Like our modern calendar has Christian origins, the Buddhist religion operates on it's own/different calendar. The New Year falls mid-April, we've noticed each country celebrates slightly different dates. With the new year of course comes cleansing. Traditionally, everyone cleans their houses, we noticed some monks in white as opposed to their typical orange, obviously lots of offerings at temples, and I'm sure many more traditions than we even caught on to. It's also a big family time - it seemed that lots of people traveled out of the cities back to hometowns. It kind of reminds me of Christmas but celebrated over Spring Break (week long, hotter weather, little party mixed in). Lots of families were dressed in matching shirts and eating/drinking together ALL day long.

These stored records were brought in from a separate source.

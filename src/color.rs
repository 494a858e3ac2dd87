use crate::vec3::Float;
use serde::{Deserialize, Serialize};
use std::ops::{Add, AddAssign, Div, Mul};

/// HDR color; components are unclamped until tone mapping.
#[derive(Debug, Clone, Copy, Default, PartialEq, Serialize, Deserialize)]
pub struct RGB {
    pub r: Float,
    pub g: Float,
    pub b: Float,
}

impl Add for RGB {
    type Output = RGB;

    fn add(self, other: RGB) -> RGB {
        RGB {
            r: self.r + other.r,
            g: self.g + other.g,
            b: self.b + other.b,
        }
    }
}

impl AddAssign for RGB {
    fn add_assign(&mut self, other: RGB) {
        *self = *self + other;
    }
}

impl Mul for RGB {
    type Output = RGB;

    fn mul(self, other: RGB) -> RGB {
        RGB {
            r: self.r * other.r,
            g: self.g * other.g,
            b: self.b * other.b,
        }
    }
}

impl Mul<Float> for RGB {
    type Output = RGB;

    fn mul(self, rhs: Float) -> RGB {
        RGB {
            r: self.r * rhs,
            g: self.g * rhs,
            b: self.b * rhs,
        }
    }
}

impl Div<Float> for RGB {
    type Output = RGB;

    fn div(self, rhs: Float) -> RGB {
        RGB {
            r: self.r / rhs,
            g: self.g / rhs,
            b: self.b / rhs,
        }
    }
}

impl RGB {
    pub fn new(r: Float, g: Float, b: Float) -> RGB {
        RGB { r, g, b }
    }
    pub fn zero() -> RGB {
        RGB { r: 0.0, g: 0.0, b: 0.0 }
    }
    pub fn is_zero(&self) -> bool {
        self.r == 0.0 && self.g == 0.0 && self.b == 0.0
    }
    pub fn is_finite(&self) -> bool {
        self.r.is_finite() && self.g.is_finite() && self.b.is_finite()
    }
}
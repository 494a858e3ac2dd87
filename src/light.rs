use crate::color::RGB;
use crate::vec3::Point;
use colored::Colorize;
use serde::{Deserialize, Serialize};

#[derive(Debug, Clone, Serialize, Deserialize)]
pub struct PointLight {
    #[serde(skip)]
    pub name: String,
    pub pos: Point,
    pub rgb: RGB,
}

impl PointLight {
    pub fn new(pos: Point, rgb: RGB) -> PointLight {
        PointLight {
            name: "point-light".to_owned(),
            pos,
            rgb,
        }
    }
    pub fn display(&self) {
        let s = format!("{:?} {:?}", self.pos, self.rgb).dimmed();
        println!("-- {:12}: {s}", self.name.blue());
    }
}
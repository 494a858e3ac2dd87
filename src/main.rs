use colored::Colorize;
use std::path::PathBuf;
use structopt::StructOpt;

use raypath::render::RenderConfig;
use raypath::scene::{self, Shading};

#[derive(StructOpt, Debug)]
#[structopt(name = "raypath", about = "CPU path tracer with Monte Carlo global illumination")]
struct Options {
    #[structopt(long, default_value = "pic.png")]
    img_file: PathBuf,
    #[structopt(long, default_value = "scenes/cornell-emissive.json")]
    scene_file: PathBuf,
    #[structopt(short = "x", long, default_value = "0")]
    res_x: u32,
    #[structopt(short = "y", long, default_value = "0")]
    res_y: u32,
    #[structopt(short = "d", long, default_value = "1")]
    max_depth: u32,
    #[structopt(short = "s", long, default_value = "16")]
    samples: u32,
    #[structopt(short = "k", long, default_value = "1")]
    subpixel: u32,
    #[structopt(short = "g", long)]
    use_gamma: bool,
    #[structopt(long, default_value = "global")]
    shading: Shading,
    #[structopt(long, default_value = "0")]
    seed: u64,
    #[structopt(long)]
    generate: bool,
}

fn print_opt(opt: &Options) {
    println!("scene-file: {}", opt.scene_file.display());
    println!("image-file: {}", opt.img_file.display());
    println!("resolution: {}x{}", opt.res_x, opt.res_y);
    println!("gamma-correction: {}", opt.use_gamma);
    println!(
        "bounces: max-depth={} samples={} subpixel={}x{}",
        opt.max_depth, opt.samples, opt.subpixel, opt.subpixel
    );
    println!("shading: {:?} seed={}", opt.shading, opt.seed);
}

fn main() -> std::io::Result<()> {
    let opt = Options::from_args();

    if opt.generate {
        return scene::generate_scene(opt.scene_file);
    }

    print_opt(&opt);

    let cfg = RenderConfig {
        scene_file: opt.scene_file.clone(),
        res_x: opt.res_x,
        res_y: opt.res_y,
        max_depth: opt.max_depth,
        samples: opt.samples,
        subpixel: opt.subpixel,
        use_gamma: opt.use_gamma,
        shading: opt.shading,
        seed: opt.seed,
    };

    let mut job = scene::load_scene(cfg)?;
    println!("rendering {}", "...".bold());
    job.render_scene();
    job.save_image(opt.img_file)
}
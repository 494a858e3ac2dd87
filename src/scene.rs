use colored::Colorize;
use rand::Rng;
use serde::Deserialize;
use std::fs;
use std::path::PathBuf;
use std::str::FromStr;
use std::sync::Arc;

use crate::aabb::AABB;
use crate::camera::Camera;
use crate::color::RGB;
use crate::light::PointLight;
use crate::material::Material;
use crate::mesh::{Hit, Mesh, Triangle};
use crate::render::{RenderConfig, RenderJob};
use crate::sampler::RandomDirection;
use crate::shapes;
use crate::vec3::{Float, Point, Quat, Vec3};
use crate::{Ray, RenderStats};

#[derive(Debug, Clone, Copy, PartialEq, Eq)]
pub enum Shading {
    /// Monte Carlo global illumination (indirect diffuse + specular).
    Global,
    /// Classical Lambert/Phong shading from point lights with shadow rays.
    Direct,
}

impl FromStr for Shading {
    type Err = String;

    fn from_str(s: &str) -> Result<Shading, String> {
        match s {
            "global" => Ok(Shading::Global),
            "direct" => Ok(Shading::Direct),
            _ => Err(format!("unknown shading mode '{}'", s)),
        }
    }
}

#[derive(Debug, Clone, Copy)]
pub struct TraceParams {
    pub max_depth: u32,
    pub samples: u32,
    pub shading: Shading,
}

/// The renderable world: meshes with their bounding boxes, point
/// lights and a camera. Immutable while a render is in flight.
#[derive(Default)]
pub struct Scene {
    geometries: Vec<(AABB, Mesh)>,
    lights: Vec<PointLight>,
    camera: Camera,
}

impl Scene {
    pub fn new() -> Scene {
        Default::default()
    }

    pub fn add(&mut self, mesh: Mesh) {
        let bbox = AABB::from_mesh(&mesh);
        self.geometries.push((bbox, mesh));
    }

    pub fn add_light(&mut self, light: PointLight) {
        self.lights.push(light);
    }

    pub fn set_camera(&mut self, camera: Camera) {
        self.camera = camera;
    }

    pub fn camera(&self) -> &Camera {
        &self.camera
    }

    pub fn lights(&self) -> &[PointLight] {
        &self.lights
    }

    pub fn geometries(&self) -> &[(AABB, Mesh)] {
        &self.geometries
    }

    pub fn num_triangles(&self) -> usize {
        self.geometries.iter().map(|(_, m)| m.triangles().len()).sum()
    }

    /// Closest valid intersection over the whole scene. Mesh traversal
    /// is gated on the slab test against the best distance found so far.
    pub fn closest_hit<'a>(&'a self, stats: &mut RenderStats, ray: &'a Ray) -> Hit<'a> {
        let mut best = Hit::none(ray);
        for (bbox, mesh) in &self.geometries {
            stats.num_intersects_aabb += 1;
            let t1 = if best.is_valid() { best.t } else { Float::MAX };
            if !bbox.intersect(ray, 0.0, t1) {
                stats.num_aabb_culled += 1;
                continue;
            }
            for triangle in mesh.triangles() {
                stats.num_intersects_triangle += 1;
                if let Some((t, u, v)) = triangle.intersection(ray) {
                    if !best.is_valid() || t < best.t {
                        best = Hit::new(t, u, v, triangle, ray);
                    }
                }
            }
        }
        best
    }

    /// Recursive shader. A miss is a black absorber; emission is always
    /// collected; the depth budget bounds every recursion path.
    pub fn send_ray<R: Rng>(
        &self,
        stats: &mut RenderStats,
        rng: &mut R,
        ray: &Ray,
        depth: u32,
        params: &TraceParams,
    ) -> RGB {
        let hit = self.closest_hit(stats, ray);
        let Some(triangle) = hit.triangle else {
            return RGB::zero();
        };
        let material = triangle.material();

        let mut result = RGB::zero();
        if material.has_emission() {
            result += material.ke;
        }
        if depth >= params.max_depth {
            stats.num_rays_max_depth += 1;
            return result;
        }

        // a refractive surface replaces every other secondary ray with
        // the single transmitted one
        if material.is_refractive() {
            stats.num_rays_refracted += 1;
            let refracted = Ray::new(hit.point(), triangle.refraction_direction(ray));
            return result + self.send_ray(stats, rng, &refracted, depth + 1, params);
        }

        match params.shading {
            Shading::Global => {
                result
                    + self.indirect_diffuse(stats, rng, ray, triangle, &hit, depth, params)
                    + self.indirect_specular(stats, rng, ray, triangle, &hit, depth, params)
            }
            Shading::Direct => {
                result
                    + self.direct_diffuse(stats, ray, triangle, &hit)
                    + self.direct_specular(stats, rng, ray, triangle, &hit, depth, params)
            }
        }
    }

    /// Hemispheric estimate of the incoming diffuse radiance,
    /// cosine-weighted around the surface normal.
    fn indirect_diffuse<R: Rng>(
        &self,
        stats: &mut RenderStats,
        rng: &mut R,
        ray: &Ray,
        triangle: &Triangle,
        hit: &Hit,
        depth: u32,
        params: &TraceParams,
    ) -> RGB {
        let kd = triangle.material().kd;
        if kd.is_zero() {
            return RGB::zero();
        }
        let position = ray.at(hit.t);
        let mut normal = triangle.normal();
        if triangle.reflection_direction_ray(ray).dot(normal) < 0.0 {
            normal = -normal;
        }
        let sampler = RandomDirection::new(normal, 1.0);

        let mut acc = RGB::zero();
        for _ in 0..params.samples {
            let sample_ray = Ray::new(position, sampler.generate(rng));
            let sample_hit = self.closest_hit(stats, &sample_ray);
            if !sample_hit.is_valid() {
                continue;
            }
            stats.num_rays_diffuse += 1;
            let incoming = acc + self.send_ray(stats, rng, &sample_ray, depth + 1, params);

            let to_sample = sample_hit.point() - position;
            let dist = to_sample.norm();
            let incident = to_sample / dist;
            let mut cos = triangle.normal().dot(incident);
            if incident.dot(triangle.normal()) < 0.0 {
                cos = -cos;
            }
            acc += incoming * kd * cos / dist / params.samples as Float;
        }
        acc
    }

    /// Lobe-shaped estimate of the incoming specular radiance around
    /// the mirror direction, weighted by cos^shininess.
    fn indirect_specular<R: Rng>(
        &self,
        stats: &mut RenderStats,
        rng: &mut R,
        ray: &Ray,
        triangle: &Triangle,
        hit: &Hit,
        depth: u32,
        params: &TraceParams,
    ) -> RGB {
        let ks = triangle.material().ks;
        if ks.is_zero() {
            return RGB::zero();
        }
        let exponent = triangle.material().shininess;
        let position = ray.at(hit.t);
        let sampler = RandomDirection::new(triangle.reflection_direction_ray(ray), exponent);

        let mut acc = RGB::zero();
        for _ in 0..params.samples {
            let sample_ray = Ray::new(position, sampler.generate(rng));
            let sample_hit = self.closest_hit(stats, &sample_ray);
            if !sample_hit.is_valid() {
                continue;
            }
            stats.num_rays_specular += 1;
            let incoming = acc + self.send_ray(stats, rng, &sample_ray, depth + 1, params);

            let to_sample = sample_hit.point() - position;
            let dist = to_sample.norm();
            let incident = to_sample / dist;
            let mut cos = (-ray.dir).dot(triangle.reflection_direction(incident));
            if incident.dot(triangle.normal()) < 0.0 {
                cos = -cos;
            }
            let lobe = cos.max(0.0).powf(exponent);
            acc += incoming * ks * lobe / dist / params.samples as Float;
        }
        acc
    }

    fn occluded(&self, stats: &mut RenderStats, position: Point, incident: Vec3, dist: Float) -> bool {
        stats.num_rays_shadow += 1;
        let shadow_ray = Ray::new(position, incident);
        let shadow_hit = self.closest_hit(stats, &shadow_ray);
        shadow_hit.is_valid() && shadow_hit.t < dist
    }

    /// Lambert shading from the point lights.
    fn direct_diffuse(
        &self,
        stats: &mut RenderStats,
        ray: &Ray,
        triangle: &Triangle,
        hit: &Hit,
    ) -> RGB {
        let kd = triangle.material().kd;
        if kd.is_zero() {
            return RGB::zero();
        }
        let position = ray.at(hit.t);
        let normal = triangle.normal_toward(ray.orig);

        let mut acc = RGB::zero();
        for light in &self.lights {
            let to_light = light.pos - position;
            let dist = to_light.norm();
            let incident = to_light / dist;
            let cos = normal.dot(incident).max(0.0);
            if cos == 0.0 {
                continue;
            }
            if self.occluded(stats, position, incident, dist) {
                continue;
            }
            acc += light.rgb * kd * cos / dist;
        }
        acc
    }

    /// Phong shading from the point lights, plus the ideal mirror bounce.
    fn direct_specular<R: Rng>(
        &self,
        stats: &mut RenderStats,
        rng: &mut R,
        ray: &Ray,
        triangle: &Triangle,
        hit: &Hit,
        depth: u32,
        params: &TraceParams,
    ) -> RGB {
        let ks = triangle.material().ks;
        if ks.is_zero() {
            return RGB::zero();
        }
        let exponent = triangle.material().shininess;
        let position = ray.at(hit.t);

        let mut acc = RGB::zero();
        for light in &self.lights {
            let to_light = light.pos - position;
            let dist = to_light.norm();
            let incident = to_light / dist;
            let mut cos = (-ray.dir).dot(triangle.reflection_direction(incident));
            if incident.dot(triangle.normal()) < 0.0 {
                cos = -cos;
            }
            if self.occluded(stats, position, incident, dist) {
                continue;
            }
            let mirror = Ray::new(position, triangle.reflection_direction_ray(ray));
            stats.num_rays_specular += 1;
            acc += light.rgb * ks * cos.max(0.0).powf(exponent) / dist
                + self.send_ray(stats, rng, &mirror, depth + 1, params);
        }
        acc
    }
}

But the biggest part of Songkran is getting drenched! So the tradition started out as a sprinkling of water (I'm assuming originating from a monk) over family members, again as a symbol as cleansing. That has turned into utter chaos on the streets! On the street in front of those families eating are the kids and teens/young adults with a baby pool or trash can sized containers full of water, with hoses, massive squirt guns and full on buckets just drenching EVERYONE that passes by - walking, riding bikes/motorbikes, cars, buses, taxies tuk-tuks...everyone. And not nicelymind you. Usually as ferociously as possible - bucket in the face, slow pour down the back if you're unlucky enough to be caught in traffic, etc. At first, I was convinced we were getting it worse because we were foreigners but I witnessed fair treatment to everyone I saw.
We heard all about it in Thailand, particularly Chiang Mai where I think may be the largest celebration. They go so far as to make sure all the water is properly iced before throwing to make sure it's extra shocking. But we had moved on to Laos by the time the celebrations began - 4 days BEFORE the official new year started. We had a nice welcome as soon as we crossed the border while on a tuk-tuk (which has no walls) with all our stuff, a little girl just creamed us and screamed "Happy Lao New Year" right after. It was almost non-stop after. We strategically walked down certain streets to avoid the bucket dump but there was no avoiding the kids with squirt guns.
The celebrations escalated the entire time we've been in the country with people on the side of streets in Luang Prabang, to that plus truck beds full of kids riding around drenching people in Vang Vieng to serious full-on, city-stopping partying across the streets of Vientiane. I forgot to mention that along with each water dumping spots and trucks was massively LOUD music, mostly techno. I've seriously never seen anything like what we saw last night In Vientiane. Full structures set up with strobing neon lights. Teenagers in the roads with whistles jumping in front of and stopping cars and motorbikes to drench them. Music and chaos everywhere. It was pretty insane.
I have to say I learned one thing this week - I'm officially old. All this getting drenched did not amuse me. Scott handled it with a laugh and I tried, I really did, but mostly I just wanted to rip the head off of anyone that drenched me. I would have probably had a lot more fun had we just stopped for a day, bought our own weapons (water guns), drank the day away getting wet and throwing our own water. But unfortunately Scott and I both got pretty sick for a day each about 2 days apart so that didn't help the mood. Plus, we were trying to sightsee and travel during the holiday - not smart nor recommended. So I was usually trying to get somewhere so it was annoying to get water thrown straight in my face. The worse was on our way out of Vang Vieng on the last day of the celebration. We were picked up by a minibus that would take us to the bus station. First we had to go all over town to pick up everyone else going to the bus station. When we had about 9 people on the bus, some kids danced into the middle of the street forcing the driver to stop, they then drenched the driver just pouring water all over him. THEN they got ON the bus and threw a bucket over ALL of us and all of our stuff. Soaked for a 3 hour ride. Oh yea, because of all the mayhem on the streets the whole way down, that 3 hour ride turned into a 6 hour ride but thankfully we had air conditioning and could keep the windows shut!
So it was interesting and somewhat fun to witness this holiday but if there is ever a next time, I'm going to plan to stay put and enjoy from one location. And definitely get drunk - that would have helped too :)
Obviously we couldn't really take photos since we didn't want to risk the electronics but I got a few shots from the bus last night while we were stuck in traffic of two truck beds just drenching each other and some kids waiting for their next victims:
Those little bags you see littering the street were makeshift water balloons.